Here we have a view of the plane of the ecliptic, from the perspective of the solar orbit around the galactic core. The little moving dot is Haley's comet. The planets and Haley's comet are all orbiting the sun on elliptic curves, and are at any given point closer to or farther away from the sun. The numbers for the ECM are not bounds the way bookends are bounds - they describe the shape of the curve from nearly round like the planetary orbits to very sharp like Haley's comet orbit here. They also describe what I'm going to call the comet's perihelion, or the location when it is at it's closest point to the sun. So what you have here are a couple of small numbers (and your target number) from which can be derived the GCD (the perihelion) and the shape of the curve (narrow or broad).

The numbers they are testing are points on the elliptic curve. They might be small if they are points on the curve near the perihelion there, or very large if they are at the aphelion point. The bigger the curve you have the more likely your orbit is to intersect a factor, but it is only so likely, which is why the deck of card analogy, for practical purposes, is sufficient most of the time. Even a tiny difference in the number can affect the shape of the curve and send your little comet to different parts of the mathematical space where it might intersect a factor.

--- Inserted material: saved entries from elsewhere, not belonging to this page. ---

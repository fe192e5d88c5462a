//! wa-pairing library crate.
//!
//! Drives the WhatsApp QR pairing flow against a gateway service.
//!
//! # Architecture (clean architecture)
//!
//! ```text
//! CLI / dashboard (renders ConnectionSession snapshots)
//!         ↕
//! [wa-pairing]
//!   ├── application/      ConnectionController, polling loop, status service
//!   └── infrastructure/
//!         ├── gateway/    HTTP gateway (reqwest) + scripted in-memory gateway
//!         └── storage/    TOML configuration file
//!         ↕
//! WhatsApp gateway (REST)
//! ```
//!
//! # Layer rules
//!
//! - `application` depends on `wa-pairing-core` and `tokio` only; it sees the
//!   gateway through the `PairingGateway` trait.
//! - `infrastructure` implements that trait and owns all file and network I/O.

/// Application layer: pairing controller and polling loop.
pub mod application;

/// Infrastructure layer: gateway adapters and configuration storage.
pub mod infrastructure;
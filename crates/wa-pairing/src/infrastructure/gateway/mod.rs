//! Implementations of [`wa_pairing_core::PairingGateway`].
//!
//! # Sub-modules
//!
//! - **`http`** – Talks to the WhatsApp gateway's REST API with `reqwest`.
//!   This is what production builds use.
//!
//! - **`scripted`** – In-memory gateway whose answers are scripted per call.
//!   Integration tests use it to drive the controller deterministically, and
//!   the CLI's `--demo` mode uses it to walk through the flow offline.

pub mod http;
pub mod scripted;

pub use http::{HttpGateway, HttpGatewayError};
pub use scripted::ScriptedGateway;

This is very good. If I had not been a NASA nut when I was a kid, a lot of this I would not understand. If I follow this correctly, the bounds determine the shape of the curve, length and width. Matching B1 and B2 would produce a circle. An increase of B2 relative to B1 would produce an ellipse. There is an ECM standard, if I remember correctly. B2 = B1 * 100. This would make a very tight ellipse. A guess: The sigma value used, like a random number generator, picks points on the curve to test. Small bounds, and the ellipse may reach Venus. Larger ones would reach out past Pluto and still maintain the shape.

There is theory and the application of the theory. The latter, I think of as the mechanics. How something is actually done in practice as opposed to the idea of how it should be done. This, I can grasp. Theory, very little. The Wiki page, to me, makes it appear like a person going from Washington, D.C. to Baltimore, via Tokyo.